Священник прочел указ трижды. Затем всей толпой пропели многолетие государю.

Угостив в награду за послушание попов, крестьяне велели им сделать с указа несколько списков. И на другой день пять человек доброхотов, вместе со стариком Травкиным, заложив в тарантасы барских лошадей, стали разъезжать с теми списками по дальним деревням. Встречным людям они махали шапками, кричали:

– Радуйтесь и веселитесь! Волю везем. Вот он – указ царев.

А когда попадались им на дороге экипажи с помещиками или начальством, они сдергивали шапки и, на всякий случай, низко кланялись господам.

И в иных местах объявлялись грамотеи-доброхоты, которые строчили новые списки, а порою составляли и новые указы. Усердные царю-батюшке гонцы развозили эти грамоты по многим жительствам. Так повсюду двинулся, зашумел народ, словно полая вода весной.

Меж тем старик Травкин успел перебраться из Оренбургской в Казанскую губернию, где впоследствии и был, по неосторожности, схвачен стражею.

Как уже было сказано, многие и многие помещики покинули свои гнезда. А вот барыня Пополутова никак бежать не пожелала. Проводив мужа в Пензу, она схоронилась в лесу, в сторожке. Однако, когда наехало человек двадцать казаков, крестьяне барыню выдали и приволокли в барский двор. Выпытывая, где у нее схоронены богатства, казаки били ее плетьми.

– Хороша ли она была с вами? – спрашивали пугачевцы крестьян.

– Барин хорош, а она несусветная стерва, – в один голос отвечали мужики.

Помещицу Пополутову снова принялись драть.

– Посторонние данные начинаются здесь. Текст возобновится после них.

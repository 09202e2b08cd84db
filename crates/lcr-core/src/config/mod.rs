//! Configuration for evaluation runs
//!
//! Model endpoints come from a YAML models file; everything else about a run
//! lives in [`RunConfig`].

mod defaults;
mod loader;
mod model;
mod run;

pub use defaults::{
    DEFAULT_CONTEXT_LENGTH_TOKENS, DEFAULT_DATASET_PATH, DEFAULT_DOCUMENTS_ROOT,
    DEFAULT_JUDGE_MODEL_ID, DEFAULT_MAX_CONCURRENCY, DEFAULT_MODELS_PATH, DEFAULT_RETRIES,
    DEFAULT_RESULTS_DIR,
};
pub use loader::{ModelRegistry, expand_env_vars, load_models_file, parse_models_yaml};
pub use model::{ModelEndpointConfig, mask_api_key};
pub use run::RunConfig;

С особым усердием стегали свою госпожу крестьяне.

Тем временем казаки занялись хозяйственными делами: грузили муку, крупу и прочее добро на подводы, забирали с собой барский скот и лошадей. Крестьянам, справедливости ради, они выдали на каждое тягло по пяти барских овец, малоимущим же еще по лошади и телке.

Поговорив о печальнике народном – о государе, о новой жизни, которую он обещает всем страждущим, и пригласив крестьян вооружаться, скопляться в отряды и следовать к «батюшке» на подмогу, казаки собрались в путь. Крестьяне, в особенности же те, что секли барыню, взмолились к ним:

– Ой, казаченьки, уж вы ее, злодейку-то нашу, взяли бы на свой ответ, а то она оправится, тварюга, всем нам тогда несдобровать.

Казаки барыню пристрелили.

– А как же с девчонками ейными, господа казаки? У нее три маленькие дочери остались.

Рыжебородый хорунжий, посоветовавшись с людьми из отряда, сказал:

– Девочки ни в чем не повинны. Вы их разберите по домам и содержите детские души в совести. А как войдут оные в возраст, выдайте мужикам в замужество.

Во многих селениях, оставленных барами на произвол судьбы, крепостные крестьяне ударились попервости в разгул и в пьянство. Однако более смелые и предприимчивые стали сбиваться в артели и, нагрузив подводы барским хлебом, держали путь к Оренбургу, к самому пресветлому государю. Туда же, рискуя быть перехваченными начальством, следовали, в одиночку и группами, ходоки от работных людей с заводских предприятий, нередко – отдаленных: с Камы и Вятки, из-под Мамадыша и других мест.

3

Время подходило холодное. Ночами держались морозцы. Степные мочажины и речонки подзамерзали, закрайки Яика подернулись зеленоватым молодым ледком.

Пугачевцам становилось туговато. Ютились они в шалашах из веток, в случайных ямах и пещерах, коротали ночи у костров. Пугачев с Харловой жили в киргизской юрте.

Вскоре вся армия перешла на зимние квартиры в Бердскую слободу, или, как ее называли, в Берды, что в шести верстах от Оренбурга.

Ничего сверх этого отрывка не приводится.